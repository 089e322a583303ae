//! Objective behavior and the context it runs in.
//!
//! An [`Objective`] is the behavior of one node kind. The runtime never
//! learns the concrete kind: it only drives the hooks below and reacts to
//! the signals an objective queues through its [`ObjectiveContext`].

mod builtin;
mod factory;
mod runtime;

pub use builtin::*;
pub use factory::*;
pub use runtime::*;

use serde::{Deserialize, Serialize};
use std::sync::Arc;
use std::time::Duration;
use uuid::Uuid;

use quest_graph::{NodeId, ObjectiveNode, QuestAsset, QuestAssetId, QuestGraph};
use tracing::debug;

use crate::config::QuestConfig;
use crate::quest::QuestScope;
use crate::services::{QuestServices, QuestTag, WorldContext};

/// Identity of one runtime wrapper. Never reused, not even across restarts.
#[derive(Debug, Clone, Copy, PartialEq, Eq, Hash, Serialize, Deserialize)]
pub struct ObjectiveRuntimeId(pub Uuid);

impl ObjectiveRuntimeId {
    pub fn new() -> Self {
        Self(Uuid::new_v4())
    }
}

impl Default for ObjectiveRuntimeId {
    fn default() -> Self {
        Self::new()
    }
}

impl std::fmt::Display for ObjectiveRuntimeId {
    fn fmt(&self, f: &mut std::fmt::Formatter<'_>) -> std::fmt::Result {
        write!(f, "{}", self.0)
    }
}

#[derive(Debug, Clone, Copy, PartialEq, Serialize, Deserialize)]
pub enum SignalKind {
    Completed,
    Failed,
    Progress { current: f32, max: f32 },
}

/// A completion, failure, or progress report queued by an objective.
#[derive(Debug, Clone, Copy, PartialEq, Serialize, Deserialize)]
pub struct ObjectiveSignal {
    pub source: ObjectiveRuntimeId,
    pub kind: SignalKind,
}

impl ObjectiveSignal {
    pub fn completed(source: ObjectiveRuntimeId) -> Self {
        Self {
            source,
            kind: SignalKind::Completed,
        }
    }

    pub fn failed(source: ObjectiveRuntimeId) -> Self {
        Self {
            source,
            kind: SignalKind::Failed,
        }
    }

    pub fn progress(source: ObjectiveRuntimeId, current: f32, max: f32) -> Self {
        Self {
            source,
            kind: SignalKind::Progress { current, max },
        }
    }
}

/// Behavior of one objective kind.
///
/// Only `execute` is required. An objective finishes by calling
/// [`ObjectiveContext::complete`] or [`ObjectiveContext::fail`], either from
/// inside a hook or later, after the host reports an external event.
/// Anything it schedules outside the runtime must be cancelled in `cleanup`.
pub trait Objective {
    fn execute(&mut self, ctx: &mut ObjectiveContext<'_>);

    fn pause(&mut self, _ctx: &mut ObjectiveContext<'_>) {}

    fn resume(&mut self, _ctx: &mut ObjectiveContext<'_>) {}

    fn mark_tracked(&mut self, _tracked: bool, _ctx: &mut ObjectiveContext<'_>) {}

    /// Release everything the objective holds. May run more than once.
    fn cleanup(&mut self, _ctx: &mut ObjectiveContext<'_>) {}

    /// Host time step.
    fn tick(&mut self, _dt: Duration, _ctx: &mut ObjectiveContext<'_>) {}

    /// Handle a signal raised by something this objective owns.
    ///
    /// Composites return true when the signal came from one of their
    /// children (or deeper). Leaf objectives own nothing.
    fn route_signal(&mut self, _signal: &ObjectiveSignal, _ctx: &mut ObjectiveContext<'_>) -> bool {
        false
    }

    /// Runtime wrappers owned by this objective.
    fn children(&self) -> Vec<&ObjectiveRuntime> {
        Vec::new()
    }

    /// Fraction complete, if the objective tracks it itself.
    fn progress(&self) -> Option<f32> {
        None
    }

    fn can_generate_optionals(&self) -> bool {
        true
    }

    fn is_cosmetic(&self) -> bool {
        false
    }

    fn name(&self) -> &str {
        "Objective"
    }

    fn description(&self) -> &str {
        ""
    }

    fn category(&self) -> &str {
        "Misc"
    }
}

/// Handle passed to every [`Objective`] hook.
pub struct ObjectiveContext<'a> {
    pub(crate) objective: ObjectiveRuntimeId,
    pub(crate) node: NodeId,
    pub(crate) scope: &'a QuestScope,
    pub(crate) services: &'a mut QuestServices,
}

impl<'a> ObjectiveContext<'a> {
    pub(crate) fn new(
        objective: ObjectiveRuntimeId,
        node: NodeId,
        scope: &'a QuestScope,
        services: &'a mut QuestServices,
    ) -> Self {
        Self {
            objective,
            node,
            scope,
            services,
        }
    }

    pub fn id(&self) -> ObjectiveRuntimeId {
        self.objective
    }

    pub fn node_id(&self) -> NodeId {
        self.node
    }

    /// Definition of the node being run.
    pub fn node(&self) -> Option<&ObjectiveNode> {
        self.scope.asset.graph.node(self.node)
    }

    pub fn graph(&self) -> &QuestGraph {
        &self.scope.asset.graph
    }

    pub fn asset(&self) -> &Arc<QuestAsset> {
        &self.scope.asset
    }

    pub fn quest_id(&self) -> QuestAssetId {
        self.scope.asset.id
    }

    pub fn world(&self) -> Option<&WorldContext> {
        self.scope.world.as_ref()
    }

    pub fn config(&self) -> &QuestConfig {
        &self.services.config
    }

    pub fn services(&mut self) -> &mut QuestServices {
        &mut *self.services
    }

    /// Signal that the objective succeeded.
    pub fn complete(&mut self) {
        debug!(objective = %self.objective, "Objective signalled completion");
        self.services
            .signals
            .push_back(ObjectiveSignal::completed(self.objective));
    }

    /// Signal that the objective failed.
    pub fn fail(&mut self) {
        debug!(objective = %self.objective, "Objective signalled failure");
        self.services
            .signals
            .push_back(ObjectiveSignal::failed(self.objective));
    }

    pub fn report_progress(&mut self, current: f32, max: f32) {
        self.services
            .signals
            .push_back(ObjectiveSignal::progress(self.objective, current, max));
    }

    pub fn broadcast_tag(&mut self, tag: &QuestTag) {
        let quest = self.scope.asset.id;
        self.services.broadcast_tag(quest, tag);
    }

    pub fn set_ui_visible(&mut self, visible: bool) {
        self.services.set_ui_visible(visible);
    }
}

______________________________

AIM OF THE EXERCISE -
Out of the material above, gather each line where "QuestTag" appears.

ANSWER TO THIS EXERCISE -
use crate::services::{QuestServices, QuestTag, WorldContext};
    pub fn broadcast_tag(&mut self, tag: &QuestTag) {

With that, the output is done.